“Name the source of the input that enters the superchiasmatic nucleus and can reset the circadian clock.”
The correct answer to that question—the eyes—was worth $250 to Elena Perry, 16, a sophomore at Richard Montgomery High School in Rockville, Md. With her win in the Washington, D.C.–area Brain Bee, Perry advances to the national Brain Bee competition, to be held March 14 and 15.
Twenty students from 12 high schools in Maryland and the District of Columbia participated in the local Brain Bee. The bee heralds the coming of Brain Awareness Week, an international campaign to increase public awareness about the progress and benefits of brain research.
The 9th- to 12th-grade students had spent months studying “Brain Facts,” a 52-page primer published by the Society for Neuroscience, before they arrived at the Dana Center Feb. 6 for the main event. ("Brain Facts" PDF, 3mb)
Grace Chang of Winston Churchill High School in Potomac, Md., took home the $150 second-place prize.
Perry maintained a look of steady concentration throughout the tournament, not smiling even when she was announced the winner. Afterward, though, her mood lightened.
“This was pretty fun,” she said.
Perry did not prepare for the quiz at school, but rather studied at home with help from her mother. “I started studying probably December 1, I think,” she said.
Questions covered such topics as brain anatomy, cellular function, disease, imaging technologies, behavior and memory. Walker asked five questions per round. Students then wrote their answers on large cards and held them up before the scorekeepers and audience. The competitors had to answer a predetermined number of questions correctly in order to move on to the next round.
The students, all of whom advanced past the not-at-all-trivial first round, drew enthusiastic applause from teachers, parents and other spectators, many of whom afterward lauded the students’ memories and understanding of neuroscience concepts.
Nevertheless, as the rounds intensified, fewer remained. Round six knocked out all but Perry and Chang, which created a problem: how to award the $100 third-place prize?

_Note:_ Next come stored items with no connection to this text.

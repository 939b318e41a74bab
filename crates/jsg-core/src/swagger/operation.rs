use indexmap::IndexMap;
use serde::{Deserialize, Serialize};

use super::parameter::Parameter;
use super::response::Response;

/// An API operation.
#[derive(Debug, Clone, PartialEq, Serialize, Deserialize)]
pub struct Operation {
    pub summary: String,

    pub description: String,

    #[serde(rename = "operationId")]
    pub operation_id: String,

    #[serde(default, skip_serializing_if = "Vec::is_empty")]
    pub parameters: Vec<Parameter>,

    /// Keyed by HTTP status code as a string (`"200"`, `"404"`).
    pub responses: IndexMap<String, Response>,
}

/// A path item, containing operations keyed by HTTP method.
#[derive(Debug, Clone, PartialEq, Default, Serialize, Deserialize)]
pub struct PathItem {
    #[serde(default, skip_serializing_if = "Vec::is_empty")]
    pub parameters: Vec<Parameter>,

    #[serde(skip_serializing_if = "Option::is_none")]
    pub get: Option<Operation>,
    #[serde(skip_serializing_if = "Option::is_none")]
    pub post: Option<Operation>,
    #[serde(skip_serializing_if = "Option::is_none")]
    pub put: Option<Operation>,
    #[serde(skip_serializing_if = "Option::is_none")]
    pub patch: Option<Operation>,
}

impl PathItem {
    /// Iterate the present operations as `(method, operation)` pairs.
    pub fn operations(&self) -> impl Iterator<Item = (&'static str, &Operation)> {
        [
            ("get", &self.get),
            ("post", &self.post),
            ("put", &self.put),
            ("patch", &self.patch),
        ]
        .into_iter()
        .filter_map(|(method, op)| op.as_ref().map(|op| (method, op)))
    }
}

After a hasty meeting, Walker and event organizer Karen Graham of the Dana Foundation and Dana Alliance for Brain Initiatives decided on an impromptu “sudden death” elimination round for third place. The room was rapt.
Walker needed to ask only one question of those who had just been eliminated: “Huntington’s disease is characterized by the depletion of what neurotransmitter?”
Only Michael Hsu of Montgomery Blair High School in Silver Spring, Md., correctly answered the question for third place: “GABA,” he wrote on his oversized index card.
All students received bags filled with resources about the brain. Those eliminated sat hushed in the audience to watch the final round between two brain behemoths.
Walker asked a series of questions until one of the contestants answered three incorrectly. The question on the superchiasmatic nucleus ended the competition when Chang wrote the unacceptable answer “light.”
The National Brain Bee will be held at the University of Maryland at Baltimore and the NIH campus in Bethesda, Md. There, Perry will compete with other local winners for cash prizes and a trip to the International Brain Bee, May 25-26 in Montreal.
The 2008 Washington D.C. Brain Bee Competition was presented by the Dana Alliance for Brain Initiatives, The American Association for the Advancement of Science, the Marian Koshland Science Museum of the National Academy of Sciences, and NRTA: AARP’s Educator Community and the Society for Neuroscience. This year’s Brain Awareness Week will take place March 10-16.